10.3988/jcn.2014.10.2.108
- Author:
Kristin SAMUELSSON
1
;
Konstantinos KOSTULAS
;
Magnus VRETHEM
;
Arndt ROLFS
;
Rayomand PRESS
Author Information
1. Department of Neurology, Department of Clinical Neuroscience, Karolinska Institutet, Karolinska University Hospital Huddinge, Stockholm, Sweden. kristin.samuelsson@ki.se
- Publication Type:Original Article
- Keywords:
etiology;
Fabry disease;
idiopathic;
impaired glucose tolerance;
small fiber neuropathy
- MeSH:
Adult;
Alcoholism;
alpha-Galactosidase;
Diabetes Mellitus;
Erythromelalgia*;
Fabry Disease*;
Glucose;
Humans;
Mitochondrial Diseases;
Phenotype*;
Polyneuropathies;
Prevalence;
Skin
- From:Journal of Clinical Neurology
2014;10(2):108-118
- CountryRepublic of Korea
- Language:English
-
Abstract:
BACKGROUND AND PURPOSE: The etiology of small fiber neuropathy (SFN) often remains unclear. Since SFN may be the only symptom of late-onset Fabry disease, it may be underdiagnosed in patients with idiopathic polyneuropathy. We aimed to uncover the etiological causes of seemingly idiopathic SFN by applying a focused investigatory procedure, to describe the clinical phenotype of true idiopathic SFN, and to elucidate the possible prevalence of late-onset Fabry disease in these patients. METHODS: Forty-seven adults younger than 60 years with seemingly idiopathic pure or predominantly small fiber sensory neuropathy underwent a standardized focused etiological and clinical investigation. The patients deemed to have true idiopathic SFN underwent genetic analysis of the alpha-galactosidase A gene (GLA) that encodes the enzyme alpha-galactosidase A (Fabry disease). RESULTS: The following etiologies were identified in 12 patients: impaired glucose tolerance (58.3%), diabetes mellitus (16.6%), alcohol abuse (8.3%), mitochondrial disease (8.3%), and hereditary neuropathy (8.3%). Genetic alterations of unknown clinical significance in GLA were detected in 6 of the 29 patients with true idiopathic SFN, but this rate did not differ significantly from that in healthy controls (n=203).

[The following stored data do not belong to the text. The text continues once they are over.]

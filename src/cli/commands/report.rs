//! # Report Command Module / 报告命令模块
//!
//! Writes the HTML dashboard for the active criteria.
//!
//! 为当前过滤条件生成 HTML 仪表盘。

use anyhow::Result;
use colored::*;
use std::path::Path;

use crate::cli::commands::Session;
use crate::infra::t;
use crate::reporting::generate_html_report;

pub fn execute(session: &Session, output_path: &Path) -> Result<()> {
    println!(
        "{}",
        t!("generating_html_report", locale = &session.locale, path = output_path.display())
    );
    generate_html_report(
        &session.inspector,
        output_path,
        session.precision(),
        &session.locale,
    )?;
    println!(
        "{}",
        t!("html_report_written", locale = &session.locale, path = output_path.display()).green()
    );
    Ok(())
}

None of the patients with genetic alterations in GLA had significant biochemical abnormalities simultaneously in blood, urine, and skin tissue. CONCLUSIONS: A focused investigation may aid in uncovering further etiological factors in patients with seemingly idiopathic SFN, such as impaired glucose tolerance. However, idiopathic SFN in young to middle-aged Swedish patients does not seem to be due to late-onset Fabry disease.